[[ Information provided open ]]

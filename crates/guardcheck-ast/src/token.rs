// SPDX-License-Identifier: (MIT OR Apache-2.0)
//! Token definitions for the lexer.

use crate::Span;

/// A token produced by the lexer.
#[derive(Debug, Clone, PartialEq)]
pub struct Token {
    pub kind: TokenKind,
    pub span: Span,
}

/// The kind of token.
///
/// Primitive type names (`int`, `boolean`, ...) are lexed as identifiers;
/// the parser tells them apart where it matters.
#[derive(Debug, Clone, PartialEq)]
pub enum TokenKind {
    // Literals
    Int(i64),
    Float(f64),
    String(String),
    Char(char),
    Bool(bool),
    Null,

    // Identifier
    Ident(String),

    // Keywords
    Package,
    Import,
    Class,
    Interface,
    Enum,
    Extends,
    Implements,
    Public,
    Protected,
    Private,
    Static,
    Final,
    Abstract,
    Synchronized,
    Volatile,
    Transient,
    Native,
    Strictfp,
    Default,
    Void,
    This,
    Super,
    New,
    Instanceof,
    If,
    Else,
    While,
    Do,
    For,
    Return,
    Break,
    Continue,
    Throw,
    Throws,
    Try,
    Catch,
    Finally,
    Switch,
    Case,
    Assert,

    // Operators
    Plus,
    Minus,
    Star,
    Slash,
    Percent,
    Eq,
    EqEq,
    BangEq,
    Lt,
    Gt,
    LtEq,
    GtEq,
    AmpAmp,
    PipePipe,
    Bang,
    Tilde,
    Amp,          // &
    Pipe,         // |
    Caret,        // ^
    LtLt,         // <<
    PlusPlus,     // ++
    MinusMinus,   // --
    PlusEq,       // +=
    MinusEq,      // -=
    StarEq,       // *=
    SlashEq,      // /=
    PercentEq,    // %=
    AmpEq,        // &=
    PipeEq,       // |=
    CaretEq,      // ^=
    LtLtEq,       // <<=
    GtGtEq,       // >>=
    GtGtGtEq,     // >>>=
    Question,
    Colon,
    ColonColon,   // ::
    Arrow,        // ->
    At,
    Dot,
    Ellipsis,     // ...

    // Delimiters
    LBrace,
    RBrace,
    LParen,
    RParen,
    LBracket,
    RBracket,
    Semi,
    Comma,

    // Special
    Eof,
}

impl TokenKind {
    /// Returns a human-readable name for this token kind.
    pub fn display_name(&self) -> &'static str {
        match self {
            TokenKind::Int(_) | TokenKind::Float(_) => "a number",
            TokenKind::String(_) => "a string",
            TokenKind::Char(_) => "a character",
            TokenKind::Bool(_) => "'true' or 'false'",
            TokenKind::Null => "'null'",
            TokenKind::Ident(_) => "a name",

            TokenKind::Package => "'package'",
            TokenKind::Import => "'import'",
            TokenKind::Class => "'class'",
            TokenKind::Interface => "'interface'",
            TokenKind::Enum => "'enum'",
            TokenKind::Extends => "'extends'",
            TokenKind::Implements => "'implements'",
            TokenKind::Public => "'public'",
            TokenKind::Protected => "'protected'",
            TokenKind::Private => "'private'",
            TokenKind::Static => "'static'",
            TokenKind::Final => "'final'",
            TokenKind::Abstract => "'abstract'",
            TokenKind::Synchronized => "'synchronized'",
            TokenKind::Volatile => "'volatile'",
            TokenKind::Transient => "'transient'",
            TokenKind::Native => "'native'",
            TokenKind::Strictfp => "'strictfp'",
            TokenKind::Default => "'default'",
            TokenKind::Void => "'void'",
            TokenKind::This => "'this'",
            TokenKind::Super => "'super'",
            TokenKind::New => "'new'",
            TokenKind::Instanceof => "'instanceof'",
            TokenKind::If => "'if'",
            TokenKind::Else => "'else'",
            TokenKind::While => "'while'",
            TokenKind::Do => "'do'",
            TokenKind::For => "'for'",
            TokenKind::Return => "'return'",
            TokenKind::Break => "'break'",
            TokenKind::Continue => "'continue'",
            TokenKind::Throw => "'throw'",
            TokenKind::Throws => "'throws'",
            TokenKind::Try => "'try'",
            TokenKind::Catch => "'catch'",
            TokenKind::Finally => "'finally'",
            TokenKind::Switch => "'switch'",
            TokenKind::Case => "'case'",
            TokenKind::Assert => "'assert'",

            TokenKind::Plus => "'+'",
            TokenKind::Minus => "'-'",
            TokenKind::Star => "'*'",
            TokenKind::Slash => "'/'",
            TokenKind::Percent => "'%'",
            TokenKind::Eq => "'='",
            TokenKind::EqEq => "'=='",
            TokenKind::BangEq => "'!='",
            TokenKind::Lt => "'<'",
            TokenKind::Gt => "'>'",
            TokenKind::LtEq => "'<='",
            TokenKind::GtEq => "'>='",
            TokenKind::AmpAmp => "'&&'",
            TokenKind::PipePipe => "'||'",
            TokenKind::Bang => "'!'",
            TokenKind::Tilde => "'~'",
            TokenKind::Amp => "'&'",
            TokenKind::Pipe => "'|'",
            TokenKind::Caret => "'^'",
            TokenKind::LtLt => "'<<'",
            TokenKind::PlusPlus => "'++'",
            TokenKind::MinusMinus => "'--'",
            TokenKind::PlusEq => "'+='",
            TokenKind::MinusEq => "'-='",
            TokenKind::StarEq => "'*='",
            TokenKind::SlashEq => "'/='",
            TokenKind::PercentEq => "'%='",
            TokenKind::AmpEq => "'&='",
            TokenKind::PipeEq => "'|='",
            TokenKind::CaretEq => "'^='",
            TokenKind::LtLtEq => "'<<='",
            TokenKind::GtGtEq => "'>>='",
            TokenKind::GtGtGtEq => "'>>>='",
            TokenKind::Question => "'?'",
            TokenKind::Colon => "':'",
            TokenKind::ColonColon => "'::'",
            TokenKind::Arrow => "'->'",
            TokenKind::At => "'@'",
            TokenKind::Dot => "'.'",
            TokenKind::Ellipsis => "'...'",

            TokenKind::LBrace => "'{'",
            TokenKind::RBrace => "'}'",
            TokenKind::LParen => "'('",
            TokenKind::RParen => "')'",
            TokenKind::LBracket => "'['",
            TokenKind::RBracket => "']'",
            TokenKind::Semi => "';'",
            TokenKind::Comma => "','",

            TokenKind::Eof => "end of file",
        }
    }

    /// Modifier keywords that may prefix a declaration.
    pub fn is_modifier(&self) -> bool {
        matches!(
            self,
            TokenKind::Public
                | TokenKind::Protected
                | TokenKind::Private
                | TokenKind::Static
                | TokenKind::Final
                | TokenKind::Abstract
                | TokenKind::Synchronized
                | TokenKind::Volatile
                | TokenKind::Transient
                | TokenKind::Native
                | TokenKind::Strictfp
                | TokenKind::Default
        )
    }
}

[[ Information provided closed ]]

- Exercise directions -
Restating the data word for word is the whole task.

- Output for this task -
filename crates/guardcheck-ast/src/token.rs
// SPDX-License-Identifier: (MIT OR Apache-2.0)
//! Token definitions for the lexer.

use crate::Span;

/// A token produced by the lexer.
#[derive(Debug, Clone, PartialEq)]
pub struct Token {
    pub kind: TokenKind,
    pub span: Span,
}

/// The kind of token.
///
/// Primitive type names (`int`, `boolean`, ...) are lexed as identifiers;
/// the parser tells them apart where it matters.
#[derive(Debug, Clone, PartialEq)]
pub enum TokenKind {
    // Literals
    Int(i64),
    Float(f64),
    String(String),
    Char(char),
    Bool(bool),
    Null,

    // Identifier
    Ident(String),

    // Keywords
    Package,
    Import,
    Class,
    Interface,
    Enum,
    Extends,
    Implements,
    Public,
    Protected,
    Private,
    Static,
    Final,
    Abstract,
    Synchronized,
    Volatile,
    Transient,
    Native,
    Strictfp,
    Default,
    Void,
    This,
    Super,
    New,
    Instanceof,
    If,
    Else,
    While,
    Do,
    For,
    Return,
    Break,
    Continue,
    Throw,
    Throws,
    Try,
    Catch,
    Finally,
    Switch,
    Case,
    Assert,

    // Operators
    Plus,
    Minus,
    Star,
    Slash,
    Percent,
    Eq,
    EqEq,
    BangEq,
    Lt,
    Gt,
    LtEq,
    GtEq,
    AmpAmp,
    PipePipe,
    Bang,
    Tilde,
    Amp,          // &
    Pipe,         // |
    Caret,        // ^
    LtLt,         // <<
    PlusPlus,     // ++
    MinusMinus,   // --
    PlusEq,       // +=
    MinusEq,      // -=
    StarEq,       // *=
    SlashEq,      // /=
    PercentEq,    // %=
    AmpEq,        // &=
    PipeEq,       // |=
    CaretEq,      // ^=
    LtLtEq,       // <<=
    GtGtEq,       // >>=
    GtGtGtEq,     // >>>=
    Question,
    Colon,
    ColonColon,   // ::
    Arrow,        // ->
    At,
    Dot,
    Ellipsis,     // ...

    // Delimiters
    LBrace,
    RBrace,
    LParen,
    RParen,
    LBracket,
    RBracket,
    Semi,
    Comma,

    // Special
    Eof,
}

impl TokenKind {
    /// Returns a human-readable name for this token kind.
    pub fn display_name(&self) -> &'static str {
        match self {
            TokenKind::Int(_) | TokenKind::Float(_) => "a number",
            TokenKind::String(_) => "a string",
            TokenKind::Char(_) => "a character",
            TokenKind::Bool(_) => "'true' or 'false'",
            TokenKind::Null => "'null'",
            TokenKind::Ident(_) => "a name",

            TokenKind::Package => "'package'",
            TokenKind::Import => "'import'",
            TokenKind::Class => "'class'",
            TokenKind::Interface => "'interface'",
            TokenKind::Enum => "'enum'",
            TokenKind::Extends => "'extends'",
            TokenKind::Implements => "'implements'",
            TokenKind::Public => "'public'",
            TokenKind::Protected => "'protected'",
            TokenKind::Private => "'private'",
            TokenKind::Static => "'static'",
            TokenKind::Final => "'final'",
            TokenKind::Abstract => "'abstract'",
            TokenKind::Synchronized => "'synchronized'",
            TokenKind::Volatile => "'volatile'",
            TokenKind::Transient => "'transient'",
            TokenKind::Native => "'native'",
            TokenKind::Strictfp => "'strictfp'",
            TokenKind::Default => "'default'",
            TokenKind::Void => "'void'",
            TokenKind::This => "'this'",
            TokenKind::Super => "'super'",
            TokenKind::New => "'new'",
            TokenKind::Instanceof => "'instanceof'",
            TokenKind::If => "'if'",
            TokenKind::Else => "'else'",
            TokenKind::While => "'while'",
            TokenKind::Do => "'do'",
            TokenKind::For => "'for'",
            TokenKind::Return => "'return'",
            TokenKind::Break => "'break'",
            TokenKind::Continue => "'continue'",
            TokenKind::Throw => "'throw'",
            TokenKind::Throws => "'throws'",
            TokenKind::Try => "'try'",
            TokenKind::Catch => "'catch'",
            TokenKind::Finally => "'finally'",
            TokenKind::Switch => "'switch'",
            TokenKind::Case => "'case'",
            TokenKind::Assert => "'assert'",

            TokenKind::Plus => "'+'",
            TokenKind::Minus => "'-'",
            TokenKind::Star => "'*'",
            TokenKind::Slash => "'/'",
            TokenKind::Percent => "'%'",
            TokenKind::Eq => "'='",
            TokenKind::EqEq => "'=='",
            TokenKind::BangEq => "'!='",
            TokenKind::Lt => "'<'",
            TokenKind::Gt => "'>'",
            TokenKind::LtEq => "'<='",
            TokenKind::GtEq => "'>='",
            TokenKind::AmpAmp => "'&&'",
            TokenKind::PipePipe => "'||'",
            TokenKind::Bang => "'!'",
            TokenKind::Tilde => "'~'",
            TokenKind::Amp => "'&'",
            TokenKind::Pipe => "'|'",
            TokenKind::Caret => "'^'",
            TokenKind::LtLt => "'<<'",
            TokenKind::PlusPlus => "'++'",
            TokenKind::MinusMinus => "'--'",
            TokenKind::PlusEq => "'+='",
            TokenKind::MinusEq => "'-='",
            TokenKind::StarEq => "'*='",
            TokenKind::SlashEq => "'/='",
            TokenKind::PercentEq => "'%='",
            TokenKind::AmpEq => "'&='",
            TokenKind::PipeEq => "'|='",
            TokenKind::CaretEq => "'^='",
            TokenKind::LtLtEq => "'<<='",
            TokenKind::GtGtEq => "'>>='",
            TokenKind::GtGtGtEq => "'>>>='",
            TokenKind::Question => "'?'",
            TokenKind::Colon => "':'",
            TokenKind::ColonColon => "'::'",
            TokenKind::Arrow => "'->'",
            TokenKind::At => "'@'",
            TokenKind::Dot => "'.'",
            TokenKind::Ellipsis => "'...'",

            TokenKind::LBrace => "'{'",
            TokenKind::RBrace => "'}'",
            TokenKind::LParen => "'('",
            TokenKind::RParen => "')'",
            TokenKind::LBracket => "'['",
            TokenKind::RBracket => "']'",
            TokenKind::Semi => "';'",
            TokenKind::Comma => "','",

            TokenKind::Eof => "end of file",
        }
    }

    /// Modifier keywords that may prefix a declaration.
    pub fn is_modifier(&self) -> bool {
        matches!(
            self,
            TokenKind::Public
                | TokenKind::Protected
                | TokenKind::Private
                | TokenKind::Static
                | TokenKind::Final
                | TokenKind::Abstract
                | TokenKind::Synchronized
                | TokenKind::Volatile
                | TokenKind::Transient
                | TokenKind::Native
                | TokenKind::Strictfp
                | TokenKind::Default
        )
    }
}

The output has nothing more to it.